------ Supplied material
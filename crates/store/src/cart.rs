use std::collections::HashMap;
use std::sync::Arc;

use domain::{Cart, CustomerId};
use tokio::sync::{Mutex, RwLock};

/// In-memory store of active carts, one per customer.
///
/// Mutations to the same cart are serialized through a per-customer mutex,
/// so two concurrent line insertions both land (merge at line granularity,
/// never overwrite of the whole cart). Carts for different customers don't
/// contend. Abandoned carts simply stay here; no TTL is enforced.
#[derive(Clone, Default)]
pub struct CartStore {
    carts: Arc<RwLock<HashMap<CustomerId, Arc<Mutex<Cart>>>>>,
}

impl CartStore {
    /// Creates a new empty cart store.
    pub fn new() -> Self {
        Self::default()
    }

    async fn slot(&self, customer_id: CustomerId) -> Arc<Mutex<Cart>> {
        if let Some(slot) = self.carts.read().await.get(&customer_id) {
            return slot.clone();
        }

        let mut carts = self.carts.write().await;
        carts
            .entry(customer_id)
            .or_insert_with(|| Arc::new(Mutex::new(Cart::new(customer_id))))
            .clone()
    }

    /// Returns a snapshot of the customer's active cart.
    pub async fn read(&self, customer_id: CustomerId) -> Cart {
        let slot = self.slot(customer_id).await;
        let cart = slot.lock().await;
        cart.clone()
    }

    /// Runs a mutation against the customer's cart under its lock.
    pub async fn mutate<F, R>(&self, customer_id: CustomerId, f: F) -> R
    where
        F: FnOnce(&mut Cart) -> R,
    {
        let slot = self.slot(customer_id).await;
        let mut cart = slot.lock().await;
        f(&mut cart)
    }

    /// Removes and returns the customer's cart, leaving a fresh empty one.
    ///
    /// Used at checkout: the returned cart becomes the order; mutations
    /// arriving afterwards start a new cart.
    pub async fn take(&self, customer_id: CustomerId) -> Cart {
        let slot = self.slot(customer_id).await;
        let mut cart = slot.lock().await;
        std::mem::replace(&mut *cart, Cart::new(customer_id))
    }

    /// Replaces the customer's cart wholesale.
    pub async fn put(&self, customer_id: CustomerId, new_cart: Cart) {
        let slot = self.slot(customer_id).await;
        let mut cart = slot.lock().await;
        *cart = new_cart;
    }
}
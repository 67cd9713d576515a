//! Domain events emitted on order transitions.
//!
//! Events are consumed by the external notification collaborator (email
//! sender). One event per successful transition, no more.

use chrono::{DateTime, Utc};
use common::OrderId;
use serde::{Deserialize, Serialize};

use super::{CustomerId, Money, Order, OrderTransition};

/// Events that can occur on an order.
#[derive(Debug, Clone, Serialize, Deserialize)]
#[serde(tag = "type", content = "data")]
pub enum OrderEvent {
    /// A checkout completed and an order entered `pending_payment`.
    OrderReceived(OrderReceivedData),

    /// The gateway approved the charge.
    PaymentConfirmed(PaymentConfirmedData),

    /// The gateway rejected the charge.
    OrderFailed(OrderFailedData),

    /// An administrator cancelled the order.
    OrderCancelled(OrderCancelledData),

    /// The order was shipped.
    OrderShipped(OrderShippedData),

    /// The order was delivered.
    OrderDelivered(OrderDeliveredData),
}

impl OrderEvent {
    /// Returns the event type name.
    pub fn event_type(&self) -> &'static str {
        match self {
            OrderEvent::OrderReceived(_) => "OrderReceived",
            OrderEvent::PaymentConfirmed(_) => "PaymentConfirmed",
            OrderEvent::OrderFailed(_) => "OrderFailed",
            OrderEvent::OrderCancelled(_) => "OrderCancelled",
            OrderEvent::OrderShipped(_) => "OrderShipped",
            OrderEvent::OrderDelivered(_) => "OrderDelivered",
        }
    }

    /// Returns the order the event is about.
    pub fn order_id(&self) -> OrderId {
        match self {
            OrderEvent::OrderReceived(data) => data.order_id,
            OrderEvent::PaymentConfirmed(data) => data.order_id,
            OrderEvent::OrderFailed(data) => data.order_id,
            OrderEvent::OrderCancelled(data) => data.order_id,
            OrderEvent::OrderShipped(data) => data.order_id,
            OrderEvent::OrderDelivered(data) => data.order_id,
        }
    }

    /// Maps an applied transition to its domain event.
    ///
    /// `order` is the post-transition state. Admin overrides produce no
    /// event; they are audit-logged instead.
    pub fn for_transition(order: &Order, transition: &OrderTransition) -> Option<OrderEvent> {
        let now = Utc::now();
        match transition {
            OrderTransition::Finalize => Some(OrderEvent::OrderReceived(OrderReceivedData {
                order_id: order.id(),
                customer_id: order.customer_id(),
                total: order.total(),
                placed_at: now,
            })),
            OrderTransition::PaymentApproved { gateway_reference } => {
                Some(OrderEvent::PaymentConfirmed(PaymentConfirmedData {
                    order_id: order.id(),
                    gateway_reference: gateway_reference.clone(),
                    amount: order.total(),
                    confirmed_at: now,
                }))
            }
            OrderTransition::PaymentRejected { reason, .. } => {
                Some(OrderEvent::OrderFailed(OrderFailedData {
                    order_id: order.id(),
                    reason: reason.clone(),
                    failed_at: now,
                }))
            }
            OrderTransition::Cancel {
                cancelled_by,
                reason,
            } => Some(OrderEvent::OrderCancelled(OrderCancelledData {
                order_id: order.id(),
                cancelled_by: cancelled_by.clone(),
                reason: reason.clone(),
                cancelled_at: now,
            })),
            OrderTransition::Ship { .. } => Some(OrderEvent::OrderShipped(OrderShippedData {
                order_id: order.id(),
                shipped_at: now,
            })),
            OrderTransition::Deliver { .. } => {
                Some(OrderEvent::OrderDelivered(OrderDeliveredData {
                    order_id: order.id(),
                    delivered_at: now,
                }))
            }
            OrderTransition::Override { .. } => None,
        }
    }
}

/// Data for the OrderReceived event.
#[derive(Debug, Clone, Serialize, Deserialize)]
pub struct OrderReceivedData {
    /// The new order.
    pub order_id: OrderId,

    /// The customer who checked out.
    pub customer_id: CustomerId,

    /// Frozen order total.
    pub total: Money,

    /// When the checkout finalized.
    pub placed_at: DateTime<Utc>,
}

/// Data for the PaymentConfirmed event.
#[derive(Debug, Clone, Serialize, Deserialize)]
pub struct PaymentConfirmedData {
    /// The paid order.
    pub order_id: OrderId,

    /// Transaction ID assigned by the gateway.
    pub gateway_reference: String,

    /// Amount charged.
    pub amount: Money,

    /// When the approval was recorded.
    pub confirmed_at: DateTime<Utc>,
}

/// Data for the OrderFailed event.
#[derive(Debug, Clone, Serialize, Deserialize)]
pub struct OrderFailedData {
    /// The rejected order.
    pub order_id: OrderId,

    /// Rejection reason reported by the gateway.
    pub reason: String,

    /// When the rejection was recorded.
    pub failed_at: DateTime<Utc>,
}

/// Data for the OrderCancelled event.
#[derive(Debug, Clone, Serialize, Deserialize)]
pub struct OrderCancelledData {
    /// The cancelled order.
    pub order_id: OrderId,

    /// Who cancelled the order.
    pub cancelled_by: String,

    /// Why the order was cancelled.
    pub reason: String,

    /// When the cancellation was recorded.
    pub cancelled_at: DateTime<Utc>,
}

/// Data for the OrderShipped event.
#[derive(Debug, Clone, Serialize, Deserialize)]
pub struct OrderShippedData {
    /// The shipped order.
    pub order_id: OrderId,

    /// When the shipment was recorded.
    pub shipped_at: DateTime<Utc>,
}

/// Data for the OrderDelivered event.
#[derive(Debug, Clone, Serialize, Deserialize)]
pub struct OrderDeliveredData {
    /// The delivered order.
    pub order_id: OrderId,

    /// When the delivery was recorded.
    pub delivered_at: DateTime<Utc>,
}
//! Order status state machine.

use serde::{Deserialize, Serialize};

/// The status of an order in its lifecycle.
///
/// Serialized names are the legacy wire values persisted by the platform.
///
/// Status transitions:
/// ```text
/// cart ──► pending_payment ──┬──► pagado ──► en_camino ──► entregado
///                            ├──► no_pagado
///                            └──► cancelado
/// ```
#[derive(Debug, Clone, Copy, PartialEq, Eq, Hash, Serialize, Deserialize, Default)]
pub enum OrderStatus {
    /// Pre-checkout: items may still change, nothing is priced.
    #[default]
    #[serde(rename = "cart")]
    Cart,

    /// Checkout finalized, totals frozen, awaiting a gateway outcome.
    #[serde(rename = "pending_payment")]
    PendingPayment,

    /// Gateway approved the charge (terminal for the payment leg).
    #[serde(rename = "pagado")]
    Paid,

    /// Gateway rejected the charge (terminal for the payment leg).
    #[serde(rename = "no_pagado")]
    Unpaid,

    /// Cancelled by an administrator before payment (terminal state).
    #[serde(rename = "cancelado")]
    Cancelled,

    /// Shipped to the customer.
    #[serde(rename = "en_camino")]
    Shipped,

    /// Delivered (terminal state).
    #[serde(rename = "entregado")]
    Delivered,
}

impl OrderStatus {
    /// Returns true if `to` is a legal transition target from this status.
    pub fn can_transition_to(&self, to: OrderStatus) -> bool {
        matches!(
            (self, to),
            (OrderStatus::Cart, OrderStatus::PendingPayment)
                | (OrderStatus::PendingPayment, OrderStatus::Paid)
                | (OrderStatus::PendingPayment, OrderStatus::Unpaid)
                | (OrderStatus::PendingPayment, OrderStatus::Cancelled)
                | (OrderStatus::Paid, OrderStatus::Shipped)
                | (OrderStatus::Shipped, OrderStatus::Delivered)
        )
    }

    /// Returns true if a payment outcome can be recorded in this status.
    pub fn can_record_payment(&self) -> bool {
        matches!(self, OrderStatus::PendingPayment)
    }

    /// Returns true if this is a terminal status (no legal transitions out).
    pub fn is_terminal(&self) -> bool {
        matches!(
            self,
            OrderStatus::Unpaid | OrderStatus::Cancelled | OrderStatus::Delivered
        )
    }

    /// Returns the wire name of the status.
    pub fn as_str(&self) -> &'static str {
        match self {
            OrderStatus::Cart => "cart",
            OrderStatus::PendingPayment => "pending_payment",
            OrderStatus::Paid => "pagado",
            OrderStatus::Unpaid => "no_pagado",
            OrderStatus::Cancelled => "cancelado",
            OrderStatus::Shipped => "en_camino",
            OrderStatus::Delivered => "entregado",
        }
    }

    /// Parses a wire name back into a status.
    pub fn from_wire(value: &str) -> Option<Self> {
        match value {
            "cart" => Some(OrderStatus::Cart),
            "pending_payment" => Some(OrderStatus::PendingPayment),
            "pagado" => Some(OrderStatus::Paid),
            "no_pagado" => Some(OrderStatus::Unpaid),
            "cancelado" => Some(OrderStatus::Cancelled),
            "en_camino" => Some(OrderStatus::Shipped),
            "entregado" => Some(OrderStatus::Delivered),
            _ => None,
        }
    }

    /// All statuses, in lifecycle order.
    pub fn all() -> [OrderStatus; 7] {
        [
            OrderStatus::Cart,
            OrderStatus::PendingPayment,
            OrderStatus::Paid,
            OrderStatus::Unpaid,
            OrderStatus::Cancelled,
            OrderStatus::Shipped,
            OrderStatus::Delivered,
        ]
    }
}

impl std::fmt::Display for OrderStatus {
    fn fmt(&self, f: &mut std::fmt::Formatter<'_>) -> std::fmt::Result {
        write!(f, "{}", self.as_str())
    }
}
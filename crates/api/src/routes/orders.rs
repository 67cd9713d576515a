//! Order endpoints: finalize, detail, history, admin transitions.

use std::sync::Arc;

use axum::Json;
use axum::extract::{Path, State};
use common::{OrderId, Version};
use domain::{Order, OrderCharges, ShippingAddress};
use gateway::PaymentGateway;
use serde::{Deserialize, Serialize};
use store::OrderStore;

use crate::auth::CustomerIdentity;
use crate::error::ApiError;
use crate::routes::AppState;

// -- Request types --

#[derive(Deserialize)]
pub struct FinalizeRequest {
    /// Used when no address was attached to the cart beforehand.
    #[serde(default)]
    pub shipping_address: Option<ShippingAddress>,
    /// Shipping/tax/discount are computed upstream and passed through.
    #[serde(default)]
    pub shipping_cents: i64,
    #[serde(default)]
    pub tax_cents: i64,
    #[serde(default)]
    pub discount_cents: i64,
}

#[derive(Deserialize)]
pub struct AdminTransitionRequest {
    /// Expected order version; mismatches are rejected with 409.
    pub version: i64,
    #[serde(default)]
    pub actor: Option<String>,
    #[serde(default)]
    pub reason: Option<String>,
}

// -- Response types --

#[derive(Serialize)]
pub struct OrderLineResponse {
    pub product_id: String,
    pub variant: Option<String>,
    pub quantity: u32,
    pub unit_price_cents: i64,
    pub subtotal_cents: i64,
}

#[derive(Serialize)]
pub struct OrderResponse {
    pub id: String,
    pub customer_id: String,
    pub products: Vec<OrderLineResponse>,
    pub shipping_address: ShippingAddress,
    pub shipping_cents: i64,
    pub tax_cents: i64,
    pub discount_cents: i64,
    pub total_cents: i64,
    /// Legacy display field; always `total_cents / 100`.
    pub total: f64,
    pub status: String,
    pub gateway_reference: Option<String>,
    pub version: i64,
    pub created_at: String,
    pub updated_at: String,
}

pub(crate) fn order_to_response(order: &Order) -> OrderResponse {
    let charges = order.charges();
    OrderResponse {
        id: order.id().to_string(),
        customer_id: order.customer_id().to_string(),
        products: order
            .lines()
            .iter()
            .map(|line| OrderLineResponse {
                product_id: line.product_id.to_string(),
                variant: line.variant.clone(),
                quantity: line.quantity,
                unit_price_cents: line.unit_price.cents(),
                subtotal_cents: line.subtotal.cents(),
            })
            .collect(),
        shipping_address: order.shipping_address().clone(),
        shipping_cents: charges.shipping.cents(),
        tax_cents: charges.tax.cents(),
        discount_cents: charges.discount.cents(),
        total_cents: order.total().cents(),
        total: order.total().as_decimal(),
        status: order.status().as_str().to_string(),
        gateway_reference: order.gateway_reference().map(String::from),
        version: order.version().as_i64(),
        created_at: order.created_at().to_rfc3339(),
        updated_at: order.updated_at().to_rfc3339(),
    }
}

pub(crate) fn parse_order_id(id: &str) -> Result<OrderId, ApiError> {
    let uuid = uuid::Uuid::parse_str(id)
        .map_err(|e| ApiError::BadRequest(format!("invalid order ID: {e}")))?;
    Ok(OrderId::from_uuid(uuid))
}

// -- Handlers --

/// POST /api/orders — finalize checkout into a `pending_payment` order.
#[tracing::instrument(skip(state, req))]
pub async fn finalize<S: OrderStore, G: PaymentGateway>(
    State(state): State<Arc<AppState<S, G>>>,
    CustomerIdentity(customer_id): CustomerIdentity,
    Json(req): Json<FinalizeRequest>,
) -> Result<(axum::http::StatusCode, Json<OrderResponse>), ApiError> {
    let charges = OrderCharges::from_cents(req.shipping_cents, req.tax_cents, req.discount_cents);

    let order = state
        .finalizer
        .finalize(customer_id, req.shipping_address, charges)
        .await?;

    Ok((
        axum::http::StatusCode::CREATED,
        Json(order_to_response(&order)),
    ))
}

/// GET /api/orders/:id — order detail.
#[tracing::instrument(skip(state))]
pub async fn get<S: OrderStore, G: PaymentGateway>(
    State(state): State<Arc<AppState<S, G>>>,
    Path(id): Path<String>,
) -> Result<Json<OrderResponse>, ApiError> {
    let order_id = parse_order_id(&id)?;
    let order = state
        .orders
        .get(order_id)
        .await?
        .ok_or_else(|| ApiError::NotFound(format!("order {id} not found")))?;

    Ok(Json(order_to_response(&order)))
}

/// GET /api/orders/user — orders of the authenticated customer.
#[tracing::instrument(skip(state))]
pub async fn list_user<S: OrderStore, G: PaymentGateway>(
    State(state): State<Arc<AppState<S, G>>>,
    CustomerIdentity(customer_id): CustomerIdentity,
) -> Result<Json<Vec<OrderResponse>>, ApiError> {
    let orders = state.orders.list_for_customer(customer_id).await?;
    Ok(Json(orders.iter().map(order_to_response).collect()))
}

/// POST /api/orders/:id/cancel — admin cancel of a pending order.
#[tracing::instrument(skip(state, req))]
pub async fn cancel<S: OrderStore, G: PaymentGateway>(
    State(state): State<Arc<AppState<S, G>>>,
    Path(id): Path<String>,
    Json(req): Json<AdminTransitionRequest>,
) -> Result<Json<OrderResponse>, ApiError> {
    let order_id = parse_order_id(&id)?;
    let order = state
        .admin
        .cancel(
            order_id,
            Version::new(req.version),
            req.actor.unwrap_or_else(|| "admin".to_string()),
            req.reason.unwrap_or_else(|| "cancelled by admin".to_string()),
        )
        .await?;
    Ok(Json(order_to_response(&order)))
}

/// POST /api/orders/:id/ship — admin marks a paid order shipped.
#[tracing::instrument(skip(state, req))]
pub async fn ship<S: OrderStore, G: PaymentGateway>(
    State(state): State<Arc<AppState<S, G>>>,
    Path(id): Path<String>,
    Json(req): Json<AdminTransitionRequest>,
) -> Result<Json<OrderResponse>, ApiError> {
    let order_id = parse_order_id(&id)?;
    let order = state
        .admin
        .ship(
            order_id,
            Version::new(req.version),
            req.actor.unwrap_or_else(|| "admin".to_string()),
        )
        .await?;
    Ok(Json(order_to_response(&order)))
}

/// POST /api/orders/:id/deliver — admin marks a shipped order delivered.
#[tracing::instrument(skip(state, req))]
pub async fn deliver<S: OrderStore, G: PaymentGateway>(
    State(state): State<Arc<AppState<S, G>>>,
    Path(id): Path<String>,
    Json(req): Json<AdminTransitionRequest>,
) -> Result<Json<OrderResponse>, ApiError> {
    let order_id = parse_order_id(&id)?;
    let order = state
        .admin
        .deliver(
            order_id,
            Version::new(req.version),
            req.actor.unwrap_or_else(|| "admin".to_string()),
        )
        .await?;
    Ok(Json(order_to_response(&order)))
}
------------
Examine each line of the records above and tally those with the string "rename". State the total alone.

=== Exercise solution ===
7